Yvon Chabrowski

 

 

Porträt Yvon Chabrowski, Goldrausch 2013

Fünf Fragen an …
Yvon Chabrowski, 34, Video- und Installationskünstlerin

Yvon Chabrowski studierte Bildende Kunst bei Timm Rautert und Peter Piller an der Hochschule für Grafik und Buchkunst Leipzig und an der Ècole Nationale Supérieure des Beaux-Arts de Lyon. Die gebürtige Ost-Berlinerin lebt und arbeitet in Berlin und Leipzig.

Womit beschäftigst du dich derzeit in deiner künstlerischen Arbeit?
Ich sammle Bilder aus der Vielzahl an medialen Bildern, die täglich auf uns einwirken. Aktuell sind das Aufnahmen von Demonstrationen in Kairo, Istanbul und Moskau. Später werde ich eines der Bilder aus seinem medialen Kontext lösen und mit Hilfe von Statisten reinszenieren. In meinen Arbeiten möchte ich mich dem Charakter der Bilder annähern und ihre Sinnschichten freilegen. Meine Bilder appellieren an den aufmerksamen Betrachter. So nach dem Motto: I press the button, you do the rest.

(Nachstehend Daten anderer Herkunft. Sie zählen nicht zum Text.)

mod compositor;
mod error;
mod geometry;
mod media;
mod output;
mod prepare;
mod preview;
mod spec;
mod video;

use anyhow::{bail, Context, Result};
use clap::{ArgAction, Args, Parser, Subcommand};
use error::OverlayError;
use geometry::compute_rect;
use image::DynamicImage;
use log::LevelFilter;
use media::MediaKind;
use output::{abs_path, ensure_parent_dir, out_root, scratch_path, timestamp_iso, write_json_pretty};
use prepare::{load_preview_frame, media_dimensions, prepare_story_media, PrepareOptions};
use preview::{render_preview, DEFAULT_PREVIEW_MAX};
use serde_json::{json, Value};
use spec::{load_spec, story_links, SPEC_HELP};
use std::path::PathBuf;
use video::{FfmpegTools, DEFAULT_TIMEOUT_SEC};

#[derive(Parser, Debug)]
#[command(
    name = "story-overlay",
    version,
    about = "Prepare story media: link-sticker geometry, previews, and icon compositing"
)]
struct Cli {
    /// Timeout for each ffmpeg/ffprobe invocation, in seconds
    #[arg(long, global = true, default_value_t = DEFAULT_TIMEOUT_SEC)]
    timeout_sec: u64,
    #[command(subcommand)]
    command: Commands,
}

#[derive(Subcommand, Debug)]
#[allow(clippy::enum_variant_names)]
enum Commands {
    /// Print supported commands in JSON
    Commands,
    /// Print the overlay spec schema
    #[command(name = "spec-help")]
    SpecHelp,
    /// Print pixel rects for every link on the given media
    Rects(RectsArgs),
    /// Print the link-sticker payload for the uploader
    Links(LinksArgs),
    /// Render a thumbnail with link outlines
    Preview(PreviewArgs),
    /// Composite link icons onto an image or MP4
    Compose(ComposeArgs),
}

Inwieweit beeinflusst das Goldrausch-Künstlerinnenprojekt dich als Künstlerin?
Durch das Programm beschäftige ich mich intensiver mit meiner eigenen Position im Kunstbetrieb, lerne einzuschätzen, was ich mit meiner Arbeit erreichen will und welche Möglichkeiten ich habe. Dieses Bewusstsein macht es mir möglich, mich ruhig und konzentriert im Kunstkontext zu bewegen.

Mit welcher Künstlerin würdest du gern für einen Tag tauschen?
Ich schätze die Objektkünstlerin Bethan Huws. Durch sie habe ich erfahren, welche Voraussetzungen nötig sind, um ein konsistentes, sichtbares Werk zu schaffen.

Welche Ausstellung sollte man unbedingt besuchen?
Bewegt hat mich die Ausstellung des Videokünstlers und Filmemachers Steve McQueen (noch bis 01.09.2013) im Schaulager in Basel. In seinen dokumentarischen Arbeiten schafft es McQueen, das Medium Film inhaltlich und materiell erfahrbar zu machen.

Was kosten deine Arbeiten?
Museen kosten sie ein Ausstellungshonorar und mich Hingabe und Spaß.